Buce03 Planning thread.

Bucephalus

Shooting from the lip....
Joined
Nov 16, 2003
Messages
3,092
Location
England's green and pleasant land.
Okay, guys, I've moved our discussion to here as agreed.

It seems that we're close to agreement on how to play this to achieve our aim, which is to play a SS game that remains competitive in the Modern Age.

The arty thing seems to be the main sticking point - has anyone moved their position on this over the last couple of days?

Are there any further thoughts on any other of the issues that we've discussed?

I'm still experiencing connection problems, apparently major roadworks have disrupted the cable network in my area, so it's possible that my contributions may be a little sporadic for a few days yet - internet cafes are not really a convenient option - but I think I've made my thoughts fairly clear and you know me well enough to second-guess my opinions on most things.

One further way to refine the game parameters would be to give thought to world size/number of opponents - the AI performs better with larger empires.
 
I'd still like to avoid offensive arty, but if Tusker and TT feel strongly about it, I can live with it. If we do use offensive arty, I would at least like a hard limit on how many we can have. I don't really have any strong thoughts there. More than one siege stack would seem excessive though.
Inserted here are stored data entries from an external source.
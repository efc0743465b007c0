//! `SIGN_MODE_EIP_712` handler for transactions with any number of messages.
//!
//! Single-message transactions go to a [`SingleMessageEncoder`]; everything else is
//! packed into a flat `Tx` struct with one opaque string field per message.

use alloy_primitives::B256;
use eip712_multi_types::{SignMode, SignerContext, TransactionView};
use tracing::debug;

use crate::{
    domain::{DomainTemplate, GREENFIELD_DOMAIN},
    errors::SignModeError,
    hasher::{Eip712Hasher, TypedDataHasher},
    typed_data::{build_typed_data, encode_typed_data, TypedDataDocument},
};

const HANDLED_MODES: &[SignMode] = &[SignMode::Eip712];

/// Sign bytes for transactions carrying exactly one message.
pub trait SingleMessageEncoder: Send + Sync {
    fn encode_single(
        &self,
        mode: SignMode,
        signer: &SignerContext,
        tx: &dyn TransactionView,
    ) -> Result<B256, SignModeError>;
}

/// Single-message encoder that runs the generic path with one `msg-1` field, so a
/// one-message transaction hashes the same whichever path it takes.
#[derive(Clone, Debug, Default)]
pub struct FlatSingleMessageEncoder<H = Eip712Hasher> {
    domain: DomainTemplate,
    hasher: H,
}

impl FlatSingleMessageEncoder {
    pub fn new(domain: DomainTemplate) -> Self {
        Self {
            domain,
            hasher: Eip712Hasher,
        }
    }
}

impl<H: TypedDataHasher> SingleMessageEncoder for FlatSingleMessageEncoder<H> {
    fn encode_single(
        &self,
        mode: SignMode,
        signer: &SignerContext,
        tx: &dyn TransactionView,
    ) -> Result<B256, SignModeError> {
        ensure_mode(mode)?;
        encode_typed_data(&self.domain, &self.hasher, signer, tx)
    }
}

/// Mode handler producing EIP-712 digests.
#[derive(Clone, Debug)]
pub struct SignModeEip712MultiHandler<S = FlatSingleMessageEncoder, H = Eip712Hasher> {
    domain: DomainTemplate,
    single: S,
    hasher: H,
}

impl SignModeEip712MultiHandler {
    pub fn new() -> Self {
        Self::with_domain(GREENFIELD_DOMAIN)
    }

    /// Handler whose generic and single-message paths both use `domain`.
    pub fn with_domain(domain: DomainTemplate) -> Self {
        Self {
            single: FlatSingleMessageEncoder::new(domain.clone()),
            domain,
            hasher: Eip712Hasher,
        }
    }
}

impl Default for SignModeEip712MultiHandler {
    fn default() -> Self {
        Self::new()
    }
}

impl<S: SingleMessageEncoder, H: TypedDataHasher> SignModeEip712MultiHandler<S, H> {
    pub fn from_parts(domain: DomainTemplate, single: S, hasher: H) -> Self {
        Self {
            domain,
            single,
            hasher,
        }
    }

    pub fn default_mode(&self) -> SignMode {
        SignMode::Eip712
    }

    pub fn modes(&self) -> &'static [SignMode] {
        HANDLED_MODES
    }

    pub fn domain(&self) -> &DomainTemplate {
        &self.domain
    }

    /// Digest the signer must sign for `tx`.
    pub fn get_sign_bytes(
        &self,
        mode: SignMode,
        signer: &SignerContext,
        tx: &dyn TransactionView,
    ) -> Result<B256, SignModeError> {
        ensure_mode(mode)?;

        let msg_count = tx.msgs().len();
        if msg_count == 1 {
            debug!(chain = %signer.chain_label, "encoding single-message tx");
            return self.single.encode_single(mode, signer, tx);
        }

        debug!(chain = %signer.chain_label, msg_count, "encoding multi-message tx");
        encode_typed_data(&self.domain, &self.hasher, signer, tx)
    }

    /// Typed-data document of the generic path, for export or independent verification.
    ///
    /// This is what `get_sign_bytes` hashes unless a custom single-message encoder
    /// handles the transaction.
    pub fn typed_data(
        &self,
        mode: SignMode,
        signer: &SignerContext,
        tx: &dyn TransactionView,
    ) -> Result<TypedDataDocument, SignModeError> {
        ensure_mode(mode)?;
        build_typed_data(&self.domain, signer, tx)
    }
}

fn ensure_mode(mode: SignMode) -> Result<(), SignModeError> {
    if mode != SignMode::Eip712 {
        return Err(SignModeError::UnsupportedMode {
            expected: SignMode::Eip712,
            got: mode,
        });
    }
    Ok(())
}
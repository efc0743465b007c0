//! Typed-data assembly for multi-message transactions.

use std::collections::BTreeMap;

use alloy_primitives::B256;
use eip712_multi_types::{SignerContext, TransactionView};
use serde::Serialize;
use tracing::trace;

use crate::{
    canonical::canonical_json,
    chain_id::parse_chain_id,
    domain::{DomainDescriptor, DomainTemplate},
    errors::{HashError, SignModeError},
    hasher::TypedDataHasher,
    schema::{msg_field_name, TypeSchema, PRIMARY_TYPE},
    sign_doc::SignDocument,
};

/// EIP-712 typed-data document, serialized as `{types, primaryType, domain, message}`.
#[derive(Clone, Debug, PartialEq, Eq, Serialize)]
pub struct TypedDataDocument {
    pub types: TypeSchema,
    #[serde(rename = "primaryType")]
    pub primary_type: String,
    pub domain: DomainDescriptor,
    /// Field name (`msg-<i>`) to the canonical JSON of the i-th message.
    pub message: BTreeMap<String, String>,
}

/// Pack a sign document into typed data.
///
/// Message i is stored under the i-th `Tx` field of `schema`.
pub fn wrap_multi_tx_to_typed_data(
    domain: &DomainTemplate,
    chain_id: u64,
    sign_doc: &SignDocument<'_>,
    schema: TypeSchema,
) -> Result<TypedDataDocument, SignModeError> {
    let fields = schema.tx_fields();
    let mut message = BTreeMap::new();
    for (index, msg) in sign_doc.msgs.iter().enumerate() {
        let field = fields.get(index).ok_or_else(|| HashError::UnexpectedField {
            type_name: PRIMARY_TYPE.to_string(),
            field: msg_field_name(index),
        })?;
        let canonical = canonical_json(*msg).map_err(|source| SignModeError::Serialization {
            index,
            type_url: msg.type_url().to_string(),
            source,
        })?;
        trace!(field = %field.name, canonical = %canonical, "canonicalized message");
        message.insert(field.name.clone(), canonical);
    }

    Ok(TypedDataDocument {
        types: schema,
        primary_type: PRIMARY_TYPE.to_string(),
        domain: domain.descriptor(chain_id),
        message,
    })
}

/// Run the generic path up to the typed-data document: chain id, sign document,
/// schema, assembly.
pub fn build_typed_data(
    domain: &DomainTemplate,
    signer: &SignerContext,
    tx: &dyn TransactionView,
) -> Result<TypedDataDocument, SignModeError> {
    let chain_id = parse_chain_id(&signer.chain_label)?;
    let sign_doc = SignDocument::build(tx, signer, chain_id)?;
    let schema = TypeSchema::for_message_count(sign_doc.msgs.len());
    wrap_multi_tx_to_typed_data(domain, chain_id, &sign_doc, schema)
}

/// Generic path end to end: typed data, then its digest.
pub fn encode_typed_data<H>(
    domain: &DomainTemplate,
    hasher: &H,
    signer: &SignerContext,
    tx: &dyn TransactionView,
) -> Result<B256, SignModeError>
where
    H: TypedDataHasher + ?Sized,
{
    let typed_data = build_typed_data(domain, signer, tx)?;
    Ok(hasher.hash_typed_data(&typed_data)?)
}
Was I correct that air units would not be affected by this rule?
 
After thinking about it further, I don't have a problem with banning offensive arty. Defensive arty will still allow us to set up kill zones for the wars, I saw how powerful those are in some game I played a while back.

Of course, careful diplomacy may obviate the need to use arty. We'll really only need them if we're badly behind in war production -- an unlikely scenario once we have RP.

For game settings, how does Standard, 60% Continents, all Sci civs sound? I don't have any preferences on temperature, precipitation, or world age.

As for difficulty level, I'd be willing to give this a shot on Deity.
 
Ok, then let's go for it and do not use offensive arty.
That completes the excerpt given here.